On the first issue, the Court of Appeal disagreed with the EAT’s assessment that the school would have had ‘no idea’ of the basis on which P was making either of her claims. Lord Justice Bean, giving the only full judgment, observed that the school knew perfectly well that there was a dispute over whether P’s dismissal was a genuine redundancy. In Bean LJ’s view, the school could and should have filed an ET3 stating simply that it had dismissed P for redundancy and that it had acted reasonably in doing so. Either side could then have been directed to give further details of their case. Bean LJ emphasised that he was not laying down a general rule that the respondent must always be treated, for the purpose of rule 12(1)(b), as having detailed knowledge of everything that has occurred between the parties. If, for example, a claimant brings a discrimination claim without giving any particulars at all then the claim might properly be rejected under rule 12(1)(b). However, in many unfair dismissal cases there will be a single determinative issue well known to both parties, so that the employer can sensibly respond even in the absence of particulars. The Court accordingly held that the employment judge was right to allow the claim to proceed.
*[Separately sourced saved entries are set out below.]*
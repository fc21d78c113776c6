//! WRS-2 path/row grid and its intersection with an area of interest.

use std::collections::BTreeSet;
use std::fs;
use std::path::Path;

use geo::{Geometry, Intersects, MultiPolygon};
use shapefile::dbase::FieldValue;

use crate::area::{self, AreaOfInterest, Crs};
use crate::error::LandsatError;

const NAME_FIELD: &str = "Name";

#[derive(Debug, Clone)]
pub struct GridCell {
    pub name: String,
    pub geometry: MultiPolygon<f64>,
}

impl GridCell {
    pub fn new(name: impl Into<String>, geometry: impl Into<MultiPolygon<f64>>) -> Self {
        Self {
            name: name.into(),
            geometry: geometry.into(),
        }
    }
}

#[derive(Debug, Clone)]
pub struct Grid {
    pub cells: Vec<GridCell>,
    pub crs: Crs,
}

impl Grid {
    pub fn new(cells: Vec<GridCell>, crs: Crs) -> Self {
        Self { cells, crs }
    }

    pub fn len(&self) -> usize {
        self.cells.len()
    }

    pub fn is_empty(&self) -> bool {
        self.cells.is_empty()
    }
}

pub fn load_grid(path: &Path) -> Result<Grid, LandsatError> {
    match area::extension(path).as_deref() {
        Some("shp") => load_shapefile_grid(path),
        Some("geojson") | Some("json") => load_geojson_grid(path),
        _ => Err(LandsatError::GridRead(format!(
            "unsupported grid file (expected .shp or .geojson): {}",
            path.display()
        ))),
    }
}

/// Catalog tile code for a grid cell name: `123_45` becomes `123045`.
pub fn transform_cell_name(name: &str) -> String {
    name.replace('_', "0")
}

/// Tile codes of every cell whose geometry intersects `area`.
///
/// The area is brought into the grid's CRS first; its parts were already
/// unioned when it was built.
pub fn intersecting_cells(
    grid: &Grid,
    area: &AreaOfInterest,
) -> Result<BTreeSet<String>, LandsatError> {
    let area = area.to_crs(grid.crs)?;
    let target = area.geometry();
    if target.0.is_empty() {
        return Err(LandsatError::InvalidGeometry(
            "area of interest is empty".to_string(),
        ));
    }

    let cells = grid
        .cells
        .iter()
        .filter(|cell| cell.geometry.intersects(target))
        .map(|cell| transform_cell_name(&cell.name))
        .collect::<BTreeSet<_>>();
    tracing::debug!(
        cells = cells.len(),
        grid = grid.len(),
        "grid cells intersecting area"
    );
    Ok(cells)
}

fn load_shapefile_grid(path: &Path) -> Result<Grid, LandsatError> {
    let crs = area::shapefile_crs(path)?;
    let mut reader = shapefile::Reader::from_path(path)
        .map_err(|err| LandsatError::GridRead(format!("open {}: {err}", path.display())))?;

    let mut cells = Vec::new();
    for result in reader.iter_shapes_and_records() {
        let (shape, record) =
            result.map_err(|err| LandsatError::GridRead(format!("read feature: {err}")))?;
        let name = match record.get(NAME_FIELD) {
            Some(FieldValue::Character(Some(value))) => value.trim().to_string(),
            Some(FieldValue::Memo(value)) => value.trim().to_string(),
            _ => {
                return Err(LandsatError::GridRead(format!(
                    "feature {} has no {NAME_FIELD} attribute",
                    cells.len()
                )));
            }
        };
        let geometry = match area::shape_to_geometry(shape) {
            Some(Geometry::MultiPolygon(multi)) => multi,
            _ => {
                return Err(LandsatError::GridRead(format!(
                    "cell {name} is not a polygon"
                )));
            }
        };
        cells.push(GridCell { name, geometry });
    }
    Ok(Grid::new(cells, crs))
}

fn load_geojson_grid(path: &Path) -> Result<Grid, LandsatError> {
    let content = fs::read_to_string(path)
        .map_err(|err| LandsatError::GridRead(format!("read {}: {err}", path.display())))?;
    let geojson: geojson::GeoJson = content
        .parse()
        .map_err(|err| LandsatError::GridRead(format!("parse GeoJSON: {err}")))?;
    let crs = area::geojson_crs(&geojson)?;
    let geojson::GeoJson::FeatureCollection(collection) = geojson else {
        return Err(LandsatError::GridRead(
            "grid GeoJSON must be a FeatureCollection".to_string(),
        ));
    };

    let mut cells = Vec::with_capacity(collection.features.len());
    for (index, feature) in collection.features.into_iter().enumerate() {
        let name = feature
            .property(NAME_FIELD)
            .and_then(|value| value.as_str())
            .map(|value| value.trim().to_string())
            .ok_or_else(|| {
                LandsatError::GridRead(format!("feature {index} has no {NAME_FIELD} property"))
            })?;
        let geometry = feature
            .geometry
            .ok_or_else(|| LandsatError::GridRead(format!("cell {name} has no geometry")))?;
        let geometry = Geometry::<f64>::try_from(geometry)
            .map_err(|err| LandsatError::GridRead(format!("cell {name}: {err}")))?;
        let geometry = match geometry {
            Geometry::Polygon(polygon) => MultiPolygon::new(vec![polygon]),
            Geometry::MultiPolygon(multi) => multi,
            _ => {
                return Err(LandsatError::GridRead(format!(
                    "cell {name} is not a polygon"
                )));
            }
        };
        cells.push(GridCell { name, geometry });
    }
    Ok(Grid::new(cells, crs))
}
As for the ultra vires question, Bean LJ accepted the Secretary of State’s argument that the rejection of a claim under rule 12(1)(b) is not a ‘determination of proceedings’ within S.7 ETA. A rejection does not dispose of existing proceedings; rather, it recognises that no valid proceedings have ever been commenced. Rule 12 has to be read with rule 8, which states that proceedings only commence when a completed claim form is presented. A form cannot be said to have been ‘completed’ within the meaning of rule 8 if the material in it is so defective or incomplete that it cannot sensibly be responded to, and rule 12 is the means by which the ET identifies this and notifies the claimant that the claim cannot get off the ground. Bean LJ accepted further that the rejection is not a ‘determination’ – it is a judicial act of a different quality. A rejection does not go to the substance of the claim or involve a resolution of issues, and is not intended to give rise to cause of action or issue estoppels. The Court therefore allowed the Secretary of State’s appeal from the EAT’s declaration that rule 12(1)(b) was ultra vires.